No, I’m not being discriminatory. When Raphael isn’t calling himself a horny queen, he’s referring to himself as a flaming homo. Not in a self-deprecating way. More like a self-congratulatory way.
Anyway, Jack really is a great guy. I’m so lucky to have him. And right now, as we ride along to the Macy’s parade on Thanksgiving Day singing carols and wondering what’s in Jack’s pocket—well,
I’m
wondering, anyway—my life feels just about perfect.
Two trains, fifteen minutes and three dozen lyrical yuletide lines later, we emerge on the Upper West Side, which has been drastically transformed into a surreal carnival of chaos, shrouded in a gray, misty drizzle. There are countless tour buses, cops on horseback, barricades, tourists. The side streets are lined with high-school bands, floats, Porta Potties and dozens of balloons that are as familiar as elementary-school classmates.

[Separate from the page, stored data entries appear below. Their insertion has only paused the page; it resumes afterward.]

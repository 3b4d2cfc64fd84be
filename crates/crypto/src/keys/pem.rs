//! PEM block parsing and private/public key decoding

use super::{private_key_from_pkcs8_der, KeyMaterialError, PrivateKey};
use rsa::{pkcs1::DecodeRsaPrivateKey, pkcs8::DecodePublicKey, RsaPrivateKey, RsaPublicKey};
use zeroize::{Zeroize, ZeroizeOnDrop};

const BEGIN_PREFIX: &str = "-----BEGIN ";
const MARKER_SUFFIX: &str = "-----";

const PRIVATE_KEY_LABELS: [&str; 4] = [
    "PRIVATE KEY",
    "ENCRYPTED PRIVATE KEY",
    "EC PRIVATE KEY",
    "RSA PRIVATE KEY",
];

/// One decoded PEM block: the type label and the DER contents
#[derive(Clone, Zeroize, ZeroizeOnDrop)]
pub struct PemBlock {
    pub label: String,
    pub contents: Vec<u8>,
}

impl std::fmt::Debug for PemBlock {
    fn fmt(&self, f: &mut std::fmt::Formatter<'_>) -> std::fmt::Result {
        f.debug_struct("PemBlock")
            .field("label", &self.label)
            .field("len", &self.contents.len())
            .finish()
    }
}

/// Parse every PEM block in `input`
///
/// Only whitespace may appear between blocks; any other stray data means the
/// input is not a clean PEM file and is rejected.
pub fn parse_pem_blocks(input: &[u8]) -> Result<Vec<PemBlock>, KeyMaterialError> {
    let text = std::str::from_utf8(input)
        .map_err(|_| KeyMaterialError::MalformedPem("input is not valid UTF-8".to_string()))?;

    let mut blocks = Vec::new();
    let mut rest = text;
    loop {
        let trimmed = rest.trim_start();
        if trimmed.is_empty() {
            break;
        }
        if !trimmed.starts_with(BEGIN_PREFIX) {
            return Err(KeyMaterialError::MalformedPem(
                "unexpected data outside of a PEM block".to_string(),
            ));
        }

        let after_begin = &trimmed[BEGIN_PREFIX.len()..];
        let label_len = after_begin.find(MARKER_SUFFIX).ok_or_else(|| {
            KeyMaterialError::MalformedPem("unterminated BEGIN marker".to_string())
        })?;
        let label = &after_begin[..label_len];
        let end_marker = format!("-----END {}-----", label);
        let end = trimmed.find(&end_marker).ok_or_else(|| {
            KeyMaterialError::MalformedPem(format!("missing END marker for {}", label))
        })?;
        let block_end = end + end_marker.len();

        let parsed = pem::parse(&trimmed[..block_end])
            .map_err(|e| KeyMaterialError::MalformedPem(e.to_string()))?;
        blocks.push(PemBlock {
            label: parsed.tag().to_string(),
            contents: parsed.contents().to_vec(),
        });

        rest = &trimmed[block_end..];
    }

    if blocks.is_empty() {
        return Err(KeyMaterialError::MalformedPem(
            "no PEM blocks found".to_string(),
        ));
    }
    Ok(blocks)
}

pub fn find_private_key_block(blocks: &[PemBlock]) -> Option<&PemBlock> {
    blocks
        .iter()
        .find(|b| PRIVATE_KEY_LABELS.contains(&b.label.as_str()))
}

pub fn find_certificate_blocks(blocks: &[PemBlock]) -> Vec<&PemBlock> {
    blocks.iter().filter(|b| b.label == "CERTIFICATE").collect()
}

/// Decode an unencrypted private key block
pub fn private_key_from_block(block: &PemBlock) -> Result<PrivateKey, KeyMaterialError> {
    match block.label.as_str() {
        "PRIVATE KEY" => private_key_from_pkcs8_der(&block.contents),
        "RSA PRIVATE KEY" => RsaPrivateKey::from_pkcs1_der(&block.contents)
            .map(PrivateKey::Rsa)
            .map_err(|e| KeyMaterialError::UnsupportedKey(format!("PKCS#1: {}", e))),
        "EC PRIVATE KEY" => ec_private_key_from_sec1_der(&block.contents),
        "ENCRYPTED PRIVATE KEY" => Err(KeyMaterialError::UnsupportedKey(
            "key is encrypted; a password is required".to_string(),
        )),
        other => Err(KeyMaterialError::UnsupportedKey(format!(
            "unsupported PEM label '{}'",
            other
        ))),
    }
}

/// Decrypt and decode an `ENCRYPTED PRIVATE KEY` (PKCS#8) block
pub fn private_key_from_encrypted_block(
    block: &PemBlock,
    password: &str,
) -> Result<PrivateKey, KeyMaterialError> {
    if block.label != "ENCRYPTED PRIVATE KEY" {
        return Err(KeyMaterialError::UnsupportedKey(format!(
            "expected ENCRYPTED PRIVATE KEY, found '{}'",
            block.label
        )));
    }
    let info = pkcs8::EncryptedPrivateKeyInfo::try_from(block.contents.as_slice())
        .map_err(|e| KeyMaterialError::UnsupportedKey(format!("encrypted PKCS#8: {}", e)))?;
    let document = info
        .decrypt(password)
        .map_err(|_| KeyMaterialError::WrongPassword)?;
    private_key_from_pkcs8_der(document.as_bytes())
}

/// Locate the private key in a PEM file and decode it, decrypting when a
/// password is supplied and the block is encrypted
pub fn private_key_from_pem(
    input: &[u8],
    password: Option<&str>,
) -> Result<PrivateKey, KeyMaterialError> {
    let blocks = parse_pem_blocks(input)?;
    let block = find_private_key_block(&blocks).ok_or_else(|| {
        KeyMaterialError::UnsupportedKey("no private key block in PEM input".to_string())
    })?;
    match (block.label.as_str(), password) {
        ("ENCRYPTED PRIVATE KEY", Some(password)) => {
            private_key_from_encrypted_block(block, password)
        }
        _ => private_key_from_block(block),
    }
}

/// Parse an RSA public key from a `PUBLIC KEY` (SPKI) PEM
pub fn public_key_from_pem(input: &[u8]) -> Result<RsaPublicKey, KeyMaterialError> {
    let blocks = parse_pem_blocks(input)?;
    let block = blocks
        .iter()
        .find(|b| b.label == "PUBLIC KEY")
        .ok_or_else(|| {
            KeyMaterialError::UnsupportedKey("expected a PUBLIC KEY block".to_string())
        })?;
    RsaPublicKey::from_public_key_der(&block.contents)
        .map_err(|e| KeyMaterialError::UnsupportedKey(format!("RSA public key: {}", e)))
}

fn ec_private_key_from_sec1_der(der: &[u8]) -> Result<PrivateKey, KeyMaterialError> {
    if let Ok(key) = p256::SecretKey::from_sec1_der(der) {
        return Ok(PrivateKey::P256(key));
    }
    if let Ok(key) = p384::SecretKey::from_sec1_der(der) {
        return Ok(PrivateKey::P384(key));
    }
    if let Ok(key) = p521::SecretKey::from_sec1_der(der) {
        return Ok(PrivateKey::P521(key));
    }
    Err(KeyMaterialError::UnsupportedKey(
        "SEC1 key is not on P-256, P-384 or P-521".to_string(),
    ))
}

Raphael gestures at a distant, block-filling Bullwinkle hovering flat on its back. “Do you think he’s supposed to be that low?”
I follow his gaze. “I don’t know. He looks a little…”
“Flaccid?” Raphael supplies. “I thought the same thing.” He cups his hands to his mouth and shouts, “Don’t worry, Bully, it happens to everyone.”
Jack, who would normally have a flaccid-moose crack or two to add, says nothing. He seems distracted. And his hand is, again, quite noticeably lingering in his pocket.
Is it because there’s a ring in there?
Is he going to propose to me at the Macy’s Thanksgiving Day Parade?
Is he…
Wait! Is he going to propose to me on national television? Is that why he made sure we got these VIP passes from the network?